Dans le livre « Climat, comment éviter un désastre », Bill Gates fait la leçon à la planète. Investissez comme moi! Contre la maladie, la pauvreté. Pour la pureté de l’air. Et pour cela construisez des centrales nucléaires! Vaccinez à tour de bras! La presse applaudit.
Précautionneux, Bill Gates a pris soin d’anticiper la critique. Complotistes, les vilains canards qui osent mettre en doute sa bonne foi! Déférents, les médias en rajoutent. Avec Gates, le sujet n’est plus Microsoft, le groupe d’informatique grâce auquel sa fortune surpasse l’indicateur de richesse d’une quantité de pays. Non, caquettent les exégètes de l’information, Gates est un philanthrope! Cela signifie qu’il reverse une partie de ses revenus à des oeuvres d’utilité publique. Un tour de passe-passe qui lui permet, comme à d’autres entrepreneurs et financiers milliardaires, des Bezos, Musk et autres Soros, de diminuer la charge fiscale pesant sur ses avoirs, tout en se parant de l’auréole du saint. C’est beau. Mais magnifiquement abusif.
Bill Gates, c’est « l’art de la fausse générosité », titre le journaliste français Lionel Astruc au terme d’une vaste enquête publiée en 2019. Tartuffe ou Amphitryon? Nul doute que s’il avait connu un tel personnage, Molière aurait encore accentué la charge d’ironie contenue dans ses pièces phares.
Le grand homme que voilà! Comment des ignares peuvent-ils se permettre de naviguer contre le courant du bonheur mondial? Les journaux l’affirment de manière d’autant plus désinhibée que nombre d’entre eux sont détenus totalement ou partiellement par Bill Gates en personne. Une chance que n’avaient pas les penseurs authentiques de l’écologie politique. La possession et le pouvoir intéressant ces derniers moins que les idées, les médias ne leur ont pas donné l’espace qu’ils méritaient. Ivan Illich, par exemple. Prophète magistral, le philosophe et critique de la société industrielle décédé en 2002 mettait en garde en 1970 dans ses livres contre les dangers de la religion du consumérisme, source de cataclysme mondial. Nous y sommes!

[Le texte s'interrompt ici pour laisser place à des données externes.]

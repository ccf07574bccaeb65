use crate::Result;
use crate::auth::Credential;
use crate::config::Config;
use crate::harvest::{RateLimitSnapshot, Target, Throttler};
use bytes::Bytes;
use ohno::app_err;
use reqwest::StatusCode;
use reqwest::header::{ACCEPT, AUTHORIZATION, HeaderMap, HeaderValue, LINK};
use std::sync::Arc;
use tokio::sync::mpsc;

const LOG_TARGET: &str = "   fetcher";

/// How a single request ended.
#[derive(Debug)]
pub enum FetchOutcome {
    /// 2xx with the full body read
    Success {
        body: Bytes,
        link: Option<String>,
        rate_limit: Option<RateLimitSnapshot>,
    },

    /// 404: the name is wrong or not visible to the current credential
    NotFound,

    /// 429, or 403 with no remaining quota
    RateLimited(Option<RateLimitSnapshot>),

    /// Transport failure or any other unexpected status
    Failed(ohno::AppError),

    /// Never sent because the fetch round was halted by a rate limit
    Aborted,
}

/// The result of one physical request.
#[derive(Debug)]
pub struct FetchResult {
    target: Target,
    status: Option<StatusCode>,
    outcome: FetchOutcome,
}

impl FetchResult {
    #[must_use]
    pub const fn new(target: Target, status: Option<StatusCode>, outcome: FetchOutcome) -> Self {
        Self { target, status, outcome }
    }

    #[must_use]
    pub const fn target(&self) -> &Target {
        &self.target
    }

    #[must_use]
    pub const fn status(&self) -> Option<StatusCode> {
        self.status
    }

    #[must_use]
    pub const fn outcome(&self) -> &FetchOutcome {
        &self.outcome
    }

    #[must_use]
    pub fn into_parts(self) -> (Target, FetchOutcome) {
        (self.target, self.outcome)
    }

    /// Whether this result should stop the rest of the cycle.
    #[must_use]
    pub const fn is_rate_limited(&self) -> bool {
        matches!(self.outcome, FetchOutcome::RateLimited(_) | FetchOutcome::Aborted)
    }

    /// A descriptive error for any non-success outcome.
    #[must_use]
    pub fn error(&self) -> Option<ohno::AppError> {
        match &self.outcome {
            FetchOutcome::Success { .. } => None,
            FetchOutcome::NotFound => Some(app_err!(
                "{} returned 404; ensure the repository, organisation or user name is correct and visible to the configured credential",
                self.target
            )),
            FetchOutcome::RateLimited(_) => Some(app_err!("{} was rejected: API rate limit exceeded", self.target)),
            FetchOutcome::Failed(e) => Some(app_err!("fetching {}: {e:#}", self.target)),
            FetchOutcome::Aborted => Some(app_err!("{} was not fetched because the API rate limit was exceeded", self.target)),
        }
    }
}

/// Issues GET requests with the current credential and bounded concurrency.
#[derive(Debug, Clone)]
pub struct Fetcher {
    client: reqwest::Client,
    credential: Arc<Credential>,
    max_concurrency: usize,
}

impl Fetcher {
    pub fn new(credential: Arc<Credential>, config: &Config) -> Result<Self> {
        let client = reqwest::Client::builder()
            .user_agent(config.user_agent.as_str())
            .timeout(config.request_timeout())
            .build()?;

        Ok(Self {
            client,
            credential,
            max_concurrency: config.max_concurrency,
        })
    }

    #[must_use]
    pub const fn credential(&self) -> &Arc<Credential> {
        &self.credential
    }

    /// Fetch a single target, leaving it to the caller to report failures.
    pub async fn fetch(&self, target: Target) -> FetchResult {
        fetch_one(&self.client, self.credential.header(), target).await
    }

    /// Fetch every target, returning exactly one result per target in completion order.
    ///
    /// Per-target failures are reported in their result and never fail the whole round. The first
    /// rate-limited response halts the round: requests not yet started come back as
    /// [`FetchOutcome::Aborted`].
    pub async fn fetch_all(&self, targets: Vec<Target>) -> Vec<FetchResult> {
        let expected = targets.len();
        if expected == 0 {
            return Vec::new();
        }

        log::debug!(target: LOG_TARGET, "fetching {expected} targets, at most {} at a time", self.max_concurrency);

        // Read once so the whole round uses the same credential.
        let auth = self.credential.header();
        let throttler = Throttler::new(self.max_concurrency);
        let (tx, mut rx) = mpsc::channel(expected);

        for target in targets {
            let tx = tx.clone();
            let client = self.client.clone();
            let auth = auth.clone();
            let throttler = Arc::clone(&throttler);

            drop(tokio::spawn(async move {
                let result = match throttler.acquire().await {
                    Some(_permit) => {
                        let result = fetch_one(&client, auth, target).await;
                        if result.is_rate_limited() {
                            throttler.halt();
                        }
                        result
                    }
                    None => FetchResult::new(target, None, FetchOutcome::Aborted),
                };

                let _ = tx.send(result).await;
            }));
        }

        drop(tx);

        let mut results = Vec::with_capacity(expected);
        while let Some(result) = rx.recv().await {
            log_outcome(&result);
            results.push(result);
            if results.len() == expected {
                break;
            }
        }

        if results.len() < expected {
            log::error!(target: LOG_TARGET, "{} of {expected} fetches ended without reporting a result", expected - results.len());
        }

        results
    }
}

async fn fetch_one(client: &reqwest::Client, auth: Option<HeaderValue>, target: Target) -> FetchResult {
    let mut request = client.get(target.url().clone()).header(ACCEPT, "application/vnd.github+json");
    if let Some(auth) = auth {
        request = request.header(AUTHORIZATION, auth);
    }

    let resp = match request.send().await {
        Ok(resp) => resp,
        Err(e) => {
            let outcome = FetchOutcome::Failed(app_err!("request failed: {e}"));
            return FetchResult::new(target, None, outcome);
        }
    };

    let status = resp.status();
    let rate_limit = RateLimitSnapshot::from_headers(resp.headers());

    if status.is_success() {
        let link = header_string(resp.headers(), LINK);
        let outcome = match resp.bytes().await {
            Ok(body) => FetchOutcome::Success { body, link, rate_limit },
            Err(e) => FetchOutcome::Failed(app_err!("reading response body failed: {e}")),
        };
        return FetchResult::new(target, Some(status), outcome);
    }

    let outcome = if is_rate_limit_response(status, resp.headers()) {
        FetchOutcome::RateLimited(rate_limit)
    } else if status == StatusCode::NOT_FOUND {
        FetchOutcome::NotFound
    } else {
        FetchOutcome::Failed(app_err!("unexpected HTTP status {status}"))
    };

    FetchResult::new(target, Some(status), outcome)
}

/// 429 always means rate limited; 403 only when the quota is exhausted, since GitHub also
/// answers 403 for permission problems.
fn is_rate_limit_response(status: StatusCode, headers: &HeaderMap) -> bool {
    if status == StatusCode::TOO_MANY_REQUESTS {
        return true;
    }

    status == StatusCode::FORBIDDEN && header_string(headers, "x-ratelimit-remaining").as_deref() == Some("0")
}

fn header_string(headers: &HeaderMap, name: impl reqwest::header::AsHeaderName) -> Option<String> {
    headers.get(name)?.to_str().ok().map(|s| s.trim().to_string())
}

fn log_outcome(result: &FetchResult) {
    let status = result.status.map_or_else(|| "-".to_string(), |s| s.as_u16().to_string());

    match &result.outcome {
        FetchOutcome::Success { body, .. } => {
            log::debug!(target: LOG_TARGET, "fetched {} ({status}, {} bytes)", result.target, body.len());
        }
        FetchOutcome::Aborted => {
            log::debug!(target: LOG_TARGET, "skipped {} after rate limit", result.target);
        }
        FetchOutcome::RateLimited(_) => {
            if let Some(e) = result.error() {
                log::error!(target: LOG_TARGET, "{e:#}");
            }
        }
        FetchOutcome::NotFound | FetchOutcome::Failed(_) => {
            if let Some(e) = result.error() {
                log::warn!(target: LOG_TARGET, "{e:#}");
            }
        }
    }
}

La statue que Gates se construit sans pudeur révèle une inversion éthique. Modèles des guides de la littérature classique, de grands auteurs du 19e et du 20e, tels Hugo, Zola ou Dickens, prenaient la défense des faibles et des déshérités. Aujourd’hui ce sont les puissants qui font la nique aux gueux au vu et au su d’un public bien mouton. Une posture sans doute logique si l’on considère l’évolution terrifiante des moyens de communication mais qui n’en reste pas moins parfaitement problématique dans une optique citoyenne. En plus d’ignorer les dessous du miracle commercial – tout succès phénoménal comporte sa part d’ombre – non contents de minimiser l’appétit libertophage de l’hydre, les faiseurs d’opinion cautionnent un système qui fonctionne hors de tout contrôle institutionnel.